▶ [TASK PROMPT] From the entries that follow, reproduce exactly and only the lines from the line with "set of permitted" to the line with "permitted value; anything", endpoints included.

(Dataset entries)

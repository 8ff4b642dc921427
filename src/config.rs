use std::path::PathBuf;

use crate::pipeline::openai::DEFAULT_BASE_URL;

pub const APP_NAME: &str = "minuteplan";
pub const APP_VERSION: &str = env!("CARGO_PKG_VERSION");

/// Completion model used for both extraction calls.
pub const DEFAULT_MODEL: &str = "gpt-4o-2024-08-06";

/// Output file naming.
pub const FILENAME_PREFIX: &str = "Project_Items";
pub const TIMESTAMP_FORMAT: &str = "%Y%m%d_%H%M%S";

/// Request timeout for completion calls.
pub const DEFAULT_TIMEOUT_SECS: u64 = 300;

pub fn default_log_filter() -> &'static str {
    "minuteplan=info"
}

#[derive(Debug, Clone)]
pub struct AppConfig {
    pub api_key: String,
    pub base_url: String,
    pub model: String,
    pub output_dir: PathBuf,
    pub timeout_secs: u64,
}

impl Default for AppConfig {
    fn default() -> Self {
        Self {
            api_key: String::new(),
            base_url: DEFAULT_BASE_URL.to_string(),
            model: DEFAULT_MODEL.to_string(),
            output_dir: PathBuf::from("."),
            timeout_secs: DEFAULT_TIMEOUT_SECS,
        }
    }
}

impl AppConfig {
    /// Build configuration from the environment, falling back to defaults.
    pub fn from_env() -> Self {
        let defaults = Self::default();
        Self {
            api_key: std::env::var("OPENAI_API_KEY").unwrap_or(defaults.api_key),
            base_url: std::env::var("OPENAI_BASE_URL").unwrap_or(defaults.base_url),
            model: std::env::var("OPENAI_MODEL").unwrap_or(defaults.model),
            output_dir: std::env::var("MINUTES_OUTPUT_DIR")
                .map(PathBuf::from)
                .unwrap_or(defaults.output_dir),
            timeout_secs: std::env::var("OPENAI_TIMEOUT")
                .ok()
                .and_then(|s| s.parse().ok())
                .unwrap_or(defaults.timeout_secs),
        }
    }
}

#[cfg(test)]
mod tests {
    use super::*;

    #[test]
    fn defaults_point_at_openai() {
        let config = AppConfig::default();
        assert_eq!(config.base_url, "https://api.openai.com/v1");
        assert_eq!(config.model, DEFAULT_MODEL);
        assert!(config.api_key.is_empty());
        assert_eq!(config.output_dir, PathBuf::from("."));
    }

    #[test]
    fn app_version_matches_cargo() {
        assert_eq!(APP_VERSION, "0.3.0");
    }

    #[test]
    fn timestamp_format_is_filename_safe() {
        assert!(!TIMESTAMP_FORMAT.contains(' '));
        assert!(!TIMESTAMP_FORMAT.contains(':'));
    }
}
use serde_json::Value;

/// Meeting metadata from the first extraction call.
#[derive(Debug, Clone, Default, PartialEq)]
pub struct MeetingInfo {
    pub meeting_title: Option<String>,
    pub meeting_date: Option<String>,
    pub attendees: Vec<String>,
    pub summary: Option<String>,
}

/// Parse the metadata response body.
///
/// Response-shape defects never fail the run: an unparseable body, missing
/// keys, or wrong-typed values all degrade to the field defaults.
pub fn parse_meeting_info(body: &str) -> MeetingInfo {
    let value: Value = match serde_json::from_str(body) {
        Ok(v) => v,
        Err(e) => {
            tracing::warn!(error = %e, "metadata response is not JSON, using defaults");
            return MeetingInfo::default();
        }
    };

    MeetingInfo {
        meeting_title: string_key(&value, "meeting_title"),
        meeting_date: string_key(&value, "meeting_date"),
        attendees: string_list_key(&value, "attendees"),
        summary: string_key(&value, "summary"),
    }
}

/// Parse the item response body into untyped candidate objects.
///
/// A body without an `items` array yields zero candidates, not an error.
pub fn parse_item_candidates(body: &str) -> Vec<Value> {
    let value: Value = match serde_json::from_str(body) {
        Ok(v) => v,
        Err(e) => {
            tracing::warn!(error = %e, "items response is not JSON, extracting nothing");
            return Vec::new();
        }
    };

    match value.get("items").and_then(Value::as_array) {
        Some(items) => items.clone(),
        None => {
            tracing::warn!("items response has no \"items\" array");
            Vec::new()
        }
    }
}

fn string_key(value: &Value, key: &str) -> Option<String> {
    value
        .get(key)
        .and_then(Value::as_str)
        .map(|s| s.to_string())
}

fn string_list_key(value: &Value, key: &str) -> Vec<String> {
    match value.get(key).and_then(Value::as_array) {
        Some(entries) => entries
            .iter()
            .filter_map(|v| v.as_str().map(String::from))
            .collect(),
        None => Vec::new(),
    }
}
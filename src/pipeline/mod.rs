pub mod coerce;
pub mod openai;
pub mod orchestrator;
pub mod parser;
pub mod prompt;

pub use coerce::*;
pub use openai::*;
pub use orchestrator::*;
pub use parser::*;
pub use prompt::*;

use thiserror::Error;

#[derive(Error, Debug)]
pub enum ExtractionError {
    #[error("No API key configured. Set OPENAI_API_KEY or pass a key first.")]
    MissingApiKey,

    #[error("Meeting minutes text is empty")]
    EmptyInput,

    #[error("Cannot reach completion endpoint at {0}")]
    Connection(String),

    #[error("Completion endpoint returned error (status {status}): {body}")]
    Provider { status: u16, body: String },

    #[error("HTTP client error: {0}")]
    HttpClient(String),

    #[error("Malformed completion response: {0}")]
    MalformedResponse(String),
}
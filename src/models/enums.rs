use serde::{Deserialize, Serialize};

/// Macro to generate a closed categorical field: a fixed set of permitted
/// string values with exact-match parsing and ordered enumeration.
macro_rules! categorical {
    ($(#[$meta:meta])* $name:ident { $($variant:ident => $s:literal),+ $(,)? }) => {
        $(#[$meta])*
        #[derive(Debug, Clone, Copy, PartialEq, Eq, Serialize, Deserialize)]
        pub enum $name {
            $(#[serde(rename = $s)] $variant),+
        }

        impl $name {
            /// Permitted values in declaration order. The order drives
            /// dropdown rendering in the spreadsheet export.
            pub const ALL: &'static [$name] = &[$(Self::$variant),+];

            pub fn as_str(&self) -> &'static str {
                match self {
                    $(Self::$variant => $s),+
                }
            }

            /// Exact-match membership test. Text and case must match a
            /// permitted value; anything else is `None`, not an error.
            pub fn parse(s: &str) -> Option<Self> {
                match s {
                    $($s => Some(Self::$variant),)+
                    _ => None,
                }
            }
        }
    };
}

categorical!(Stream {
    Governance => "Governance",
    Marketing => "Marketing and Communications",
    Onboarding => "Onboarding & Training",
    Product => "Product Development & Technology",
});

categorical!(Substream {
    Governance => "Governance",
    Communications => "Internal & External Communications",
    Training => "Training Material Development",
    Module => "Module Enhancements & Testing",
});

categorical!(Initiative {
    Ctu => "CTU Approval",
    Other => "Other",
    Gtm => "Go-to-Market",
    Future => "Future State Process & Training",
    Mvp1 => "MVP 1",
    Mvp2 => "MVP 2",
    Mvp3 => "MVP 3",
    Testing => "Testing",
    Endeavor => "Endeavor",
    IpHub => "IP Hub",
});

categorical!(
    /// Serialized under the JSON key `Type` on project items.
    ItemType {
        Technical => "Technical",
        Functional => "Functional",
    }
);

categorical!(Stage {
    Backlog => "Backlog",
    Research => "Research",
    InProgress => "In-Progress",
    Qa => "Q&A",
    Done => "Done",
});
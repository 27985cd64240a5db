use std::sync::Arc;

use axum::{
    Json, Router,
    extract::{
        Extension, Path, Query,
        rejection::{JsonRejection, QueryRejection},
    },
    http::StatusCode,
    routing::{get, patch},
};
use serde_json::Value;

use digiwallet_auth::Action;

use crate::app::errors::{self, ApiResult};
use crate::app::{dto, services::AppServices};
use crate::authz;
use crate::context::PrincipalContext;

/// Authenticated `/users` routes. Registration is mounted publicly by `build_app`.
pub fn router() -> Router {
    Router::new()
        .route("/me", get(me))
        .route("/all-users", get(list_users))
        .route("/agents/all", get(list_agents))
        .route("/agents/:id/approve", patch(approve_agent))
        .route("/agents/:id/suspend", patch(suspend_agent))
        .route("/:id", get(get_user).patch(update_user))
}

pub async fn register(
    Extension(services): Extension<Arc<AppServices>>,
    body: Result<Json<dto::RegisterRequest>, JsonRejection>,
) -> ApiResult {
    let new_user = dto::parse_body(body)?
        .into_new_user()
        .map_err(errors::domain_error_to_response)?;

    let account = services
        .accounts
        .register(new_user)
        .await
        .map_err(errors::domain_error_to_response)?;

    Ok(dto::envelope(
        StatusCode::CREATED,
        "User created successfully",
        dto::user_to_json(account),
    ))
}

pub async fn me(
    Extension(services): Extension<Arc<AppServices>>,
    Extension(principal): Extension<PrincipalContext>,
) -> ApiResult {
    authz::require(&principal, Action::ViewSelf)?;

    let account = services
        .accounts
        .me(principal.user_id())
        .await
        .map_err(errors::domain_error_to_response)?;

    Ok(dto::envelope(
        StatusCode::OK,
        "Your profile retrieved successfully",
        dto::user_to_json(account),
    ))
}

/// Filtered by `role` and `searchTerm`, paged by `page` and `limit`.
pub async fn list_users(
    Extension(services): Extension<Arc<AppServices>>,
    Extension(principal): Extension<PrincipalContext>,
    query: Result<Query<dto::ListUsersQuery>, QueryRejection>,
) -> ApiResult {
    authz::require(&principal, Action::ListUsers)?;
    let query = dto::parse_query(query)?
        .into_query()
        .map_err(errors::domain_error_to_response)?;

    let page = services
        .accounts
        .search_users(&query)
        .await
        .map_err(errors::domain_error_to_response)?;

    Ok(dto::paged_envelope("All users retrieved successfully", page))
}

pub async fn list_agents(
    Extension(services): Extension<Arc<AppServices>>,
    Extension(principal): Extension<PrincipalContext>,
) -> ApiResult {
    authz::require(&principal, Action::ManageAgents)?;

    let agents = services
        .accounts
        .list_agents()
        .await
        .map_err(errors::domain_error_to_response)?;

    Ok(dto::envelope(
        StatusCode::OK,
        "All agents retrieved successfully",
        Value::Array(agents.into_iter().map(dto::user_to_json).collect()),
    ))
}

pub async fn approve_agent(
    Extension(services): Extension<Arc<AppServices>>,
    Extension(principal): Extension<PrincipalContext>,
    Path(id): Path<String>,
) -> ApiResult {
    authz::require(&principal, Action::ManageAgents)?;
    let agent_id = dto::parse_user_id(Some(&id))?;

    let agent = services
        .accounts
        .approve_agent(agent_id)
        .await
        .map_err(errors::domain_error_to_response)?;

    Ok(dto::envelope(StatusCode::OK, "Agent approved successfully", dto::user_to_json(agent)))
}

pub async fn suspend_agent(
    Extension(services): Extension<Arc<AppServices>>,
    Extension(principal): Extension<PrincipalContext>,
    Path(id): Path<String>,
) -> ApiResult {
    authz::require(&principal, Action::ManageAgents)?;
    let agent_id = dto::parse_user_id(Some(&id))?;

    let agent = services
        .accounts
        .suspend_agent(agent_id)
        .await
        .map_err(errors::domain_error_to_response)?;

    Ok(dto::envelope(StatusCode::OK, "Agent suspended successfully", dto::user_to_json(agent)))
}

pub async fn get_user(
    Extension(services): Extension<Arc<AppServices>>,
    Extension(principal): Extension<PrincipalContext>,
    Path(id): Path<String>,
) -> ApiResult {
    authz::require(&principal, Action::ViewUser)?;
    let user_id = dto::parse_user_id(Some(&id))?;

    let account = services
        .accounts
        .get(user_id)
        .await
        .map_err(errors::domain_error_to_response)?;

    Ok(dto::envelope(StatusCode::OK, "User retrieved successfully", dto::user_to_json(account)))
}

pub async fn update_user(
    Extension(services): Extension<Arc<AppServices>>,
    Extension(principal): Extension<PrincipalContext>,
    Path(id): Path<String>,
    body: Result<Json<dto::UpdateUserRequest>, JsonRejection>,
) -> ApiResult {
    authz::require(&principal, Action::UpdateUser)?;
    let target_id = dto::parse_user_id(Some(&id))?;
    let update = dto::parse_body(body)?
        .into_update()
        .map_err(errors::domain_error_to_response)?;

    let account = services
        .accounts
        .update(principal.principal(), target_id, update)
        .await
        .map_err(errors::domain_error_to_response)?;

    Ok(dto::envelope(StatusCode::OK, "User updated successfully", dto::user_to_json(account)))
}
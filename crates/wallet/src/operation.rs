//! Monetary operations and the audit records each one produces.

use serde::{Deserialize, Serialize};

use digiwallet_core::{Amount, UserId};

use crate::{BalanceDirection, CommissionPolicy, TransactionDraft};

/// Recorder switches.
#[derive(Debug, Clone, Copy, PartialEq, Eq, Serialize, Deserialize)]
pub struct RecorderPolicy {
    /// Record a `receive_money` entry next to every `send_money` entry.
    ///
    /// A single transfer then appears twice in the audit trail (same parties,
    /// same amount). Enabled by default so existing consumers keep seeing both.
    pub mirror_receive_entry: bool,
}

impl Default for RecorderPolicy {
    fn default() -> Self {
        Self {
            mirror_receive_entry: true,
        }
    }
}

/// A completed, user-visible monetary operation.
#[derive(Debug, Clone, Copy, PartialEq, Eq, Serialize, Deserialize)]
#[serde(tag = "type", rename_all = "snake_case")]
pub enum MoneyOperation {
    AddMoney { user_id: UserId, amount: Amount },
    Withdraw { user_id: UserId, amount: Amount },
    SendMoney { sender_id: UserId, receiver_id: UserId, amount: Amount },
    CashIn { agent_id: UserId, user_id: UserId, amount: Amount },
    CashOut { agent_id: UserId, user_id: UserId, amount: Amount },
}

impl MoneyOperation {
    pub fn amount(&self) -> Amount {
        match *self {
            MoneyOperation::AddMoney { amount, .. }
            | MoneyOperation::Withdraw { amount, .. }
            | MoneyOperation::SendMoney { amount, .. }
            | MoneyOperation::CashIn { amount, .. }
            | MoneyOperation::CashOut { amount, .. } => amount,
        }
    }

    pub fn name(&self) -> &'static str {
        match self {
            MoneyOperation::AddMoney { .. } => "add_money",
            MoneyOperation::Withdraw { .. } => "withdraw",
            MoneyOperation::SendMoney { .. } => "send_money",
            MoneyOperation::CashIn { .. } => "cash_in",
            MoneyOperation::CashOut { .. } => "cash_out",
        }
    }

    /// Wallet adjustments in the order they must be applied.
    pub fn balance_effects(&self) -> Vec<(UserId, BalanceDirection)> {
        match *self {
            MoneyOperation::AddMoney { user_id, .. } | MoneyOperation::CashIn { user_id, .. } => {
                vec![(user_id, BalanceDirection::Credit)]
            }
            MoneyOperation::Withdraw { user_id, .. } | MoneyOperation::CashOut { user_id, .. } => {
                vec![(user_id, BalanceDirection::Debit)]
            }
            MoneyOperation::SendMoney {
                sender_id,
                receiver_id,
                ..
            } => vec![
                (sender_id, BalanceDirection::Debit),
                (receiver_id, BalanceDirection::Credit),
            ],
        }
    }

    /// The audit records this operation produces once its balance effects
    /// have been applied.
    pub fn drafts(
        &self,
        commission: &CommissionPolicy,
        policy: &RecorderPolicy,
    ) -> Vec<TransactionDraft> {
        match *self {
            MoneyOperation::AddMoney { user_id, amount } => {
                vec![TransactionDraft::add_money(user_id, amount)]
            }
            MoneyOperation::Withdraw { user_id, amount } => {
                vec![TransactionDraft::withdraw(user_id, amount)]
            }
            MoneyOperation::SendMoney {
                sender_id,
                receiver_id,
                amount,
            } => {
                let mut drafts = vec![TransactionDraft::send_money(sender_id, receiver_id, amount)];
                if policy.mirror_receive_entry {
                    drafts.push(TransactionDraft::receive_money(sender_id, receiver_id, amount));
                }
                drafts
            }
            MoneyOperation::CashIn {
                agent_id,
                user_id,
                amount,
            } => vec![TransactionDraft::cash_in(
                agent_id,
                user_id,
                amount,
                commission.commission_for(amount),
            )],
            MoneyOperation::CashOut {
                agent_id,
                user_id,
                amount,
            } => vec![TransactionDraft::cash_out(
                agent_id,
                user_id,
                amount,
                commission.commission_for(amount),
            )],
        }
    }
}
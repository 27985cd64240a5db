//! Ledger store boundary.
//!
//! Persistence for wallets, transactions and accounts, with no storage
//! assumptions. Wallet writes are conditional on the version the caller read,
//! so two concurrent read-modify-write cycles cannot both land.

pub mod in_memory;
pub mod postgres;

use async_trait::async_trait;
use thiserror::Error;

use digiwallet_auth::UserAccount;
use digiwallet_core::{DomainError, ExpectedVersion, UserId};
use digiwallet_wallet::{Transaction, Wallet};

pub use in_memory::{InMemoryTransactionStore, InMemoryUserStore, InMemoryWalletStore};
pub use postgres::{PostgresTransactionStore, PostgresUserStore, PostgresWalletStore};

/// Store operation error.
///
/// These are infrastructure errors; the engine converts them into
/// [`DomainError`] before they reach callers.
#[derive(Debug, Error, Clone, PartialEq, Eq)]
pub enum StoreError {
    #[error("record not found: {0}")]
    NotFound(String),

    /// A conditional write saw a different version than expected.
    #[error("optimistic concurrency check failed: {0}")]
    Conflict(String),

    /// A uniqueness constraint rejected the write.
    #[error("duplicate record: {0}")]
    Duplicate(String),

    #[error("backend failure: {0}")]
    Backend(String),
}

impl From<StoreError> for DomainError {
    fn from(err: StoreError) -> Self {
        match err {
            StoreError::NotFound(what) => DomainError::not_found(what),
            StoreError::Conflict(msg) => DomainError::conflict(msg),
            StoreError::Duplicate(msg) => DomainError::conflict(msg),
            StoreError::Backend(msg) => DomainError::storage(msg),
        }
    }
}

/// Wallet persistence, keyed by owning user.
///
/// Reads never return soft-deleted wallets.
#[async_trait]
pub trait WalletStore: Send + Sync {
    /// Insert a new wallet. Fails with `Duplicate` if the user already owns a
    /// live wallet.
    async fn insert(&self, wallet: Wallet) -> Result<Wallet, StoreError>;

    async fn find_by_user(&self, user_id: UserId) -> Result<Option<Wallet>, StoreError>;

    /// Replace the stored wallet with `wallet` if the stored version matches
    /// `expected`.
    ///
    /// Fails with `NotFound` if there is no live wallet for the owner and with
    /// `Conflict` if another writer got there first.
    async fn update(&self, wallet: Wallet, expected: ExpectedVersion) -> Result<Wallet, StoreError>;

    async fn list(&self) -> Result<Vec<Wallet>, StoreError>;
}

/// Append-only transaction log.
///
/// All listings exclude soft-deleted records and are ordered newest first.
#[async_trait]
pub trait TransactionStore: Send + Sync {
    async fn insert(&self, transaction: Transaction) -> Result<Transaction, StoreError>;

    /// Records where the user is sender, receiver or agent.
    async fn list_involving(&self, user_id: UserId) -> Result<Vec<Transaction>, StoreError>;

    /// Cash-in and cash-out records handled by the agent.
    async fn list_commissions(&self, agent_id: UserId) -> Result<Vec<Transaction>, StoreError>;

    async fn list_all(&self) -> Result<Vec<Transaction>, StoreError>;
}

/// Account persistence.
///
/// Unlike the wallet store this returns soft-deleted accounts as well; the
/// account gate has to see them to refuse them.
#[async_trait]
pub trait UserStore: Send + Sync {
    /// Fails with `Duplicate` if the email is already registered.
    async fn insert(&self, user: UserAccount) -> Result<UserAccount, StoreError>;

    async fn get(&self, id: UserId) -> Result<Option<UserAccount>, StoreError>;

    async fn find_by_email(&self, email: &str) -> Result<Option<UserAccount>, StoreError>;

    async fn update(&self, user: UserAccount) -> Result<UserAccount, StoreError>;

    /// All accounts, oldest first.
    async fn list(&self) -> Result<Vec<UserAccount>, StoreError>;
}

/// Newest first, ties broken by id so the order is total.
pub(crate) fn newest_first(transactions: &mut [Transaction]) {
    transactions.sort_by(|a, b| b.created_at.cmp(&a.created_at).then_with(|| b.id.cmp(&a.id)));
}
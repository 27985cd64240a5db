//! Optimistic concurrency expectations for versioned records.

use crate::error::{DomainError, DomainResult};

/// Optimistic concurrency expectation for an aggregate write.
#[derive(Debug, Copy, Clone, PartialEq, Eq)]
pub enum ExpectedVersion {
    /// Skip version checking (administrative overrides, status toggles).
    Any,
    /// Require the aggregate to be at an exact version.
    Exact(u64),
}

impl ExpectedVersion {
    pub fn matches(self, actual: u64) -> bool {
        match self {
            ExpectedVersion::Any => true,
            ExpectedVersion::Exact(v) => v == actual,
        }
    }

    pub fn check(self, actual: u64) -> DomainResult<()> {
        if self.matches(actual) {
            Ok(())
        } else {
            Err(DomainError::conflict(format!(
                "optimistic concurrency check failed (expected: {self:?}, actual: {actual})"
            )))
        }
    }
}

▶ [RESULT]
/// Macro to generate a closed categorical field: a fixed set of permitted
/// string values with exact-match parsing and ordered enumeration.
macro_rules! categorical {
    ($(#[$meta:meta])* $name:ident { $($variant:ident => $s:literal),+ $(,)? }) => {
        $(#[$meta])*
        #[derive(Debug, Clone, Copy, PartialEq, Eq, Serialize, Deserialize)]
        pub enum $name {
            $(#[serde(rename = $s)] $variant),+
        }

        impl $name {
            /// Permitted values in declaration order. The order drives
            /// dropdown rendering in the spreadsheet export.
            pub const ALL: &'static [$name] = &[$(Self::$variant),+];

            pub fn as_str(&self) -> &'static str {
                match self {
                    $(Self::$variant => $s),+
                }
            }

            /// Exact-match membership test. Text and case must match a
            /// permitted value; anything else is `None`, not an error.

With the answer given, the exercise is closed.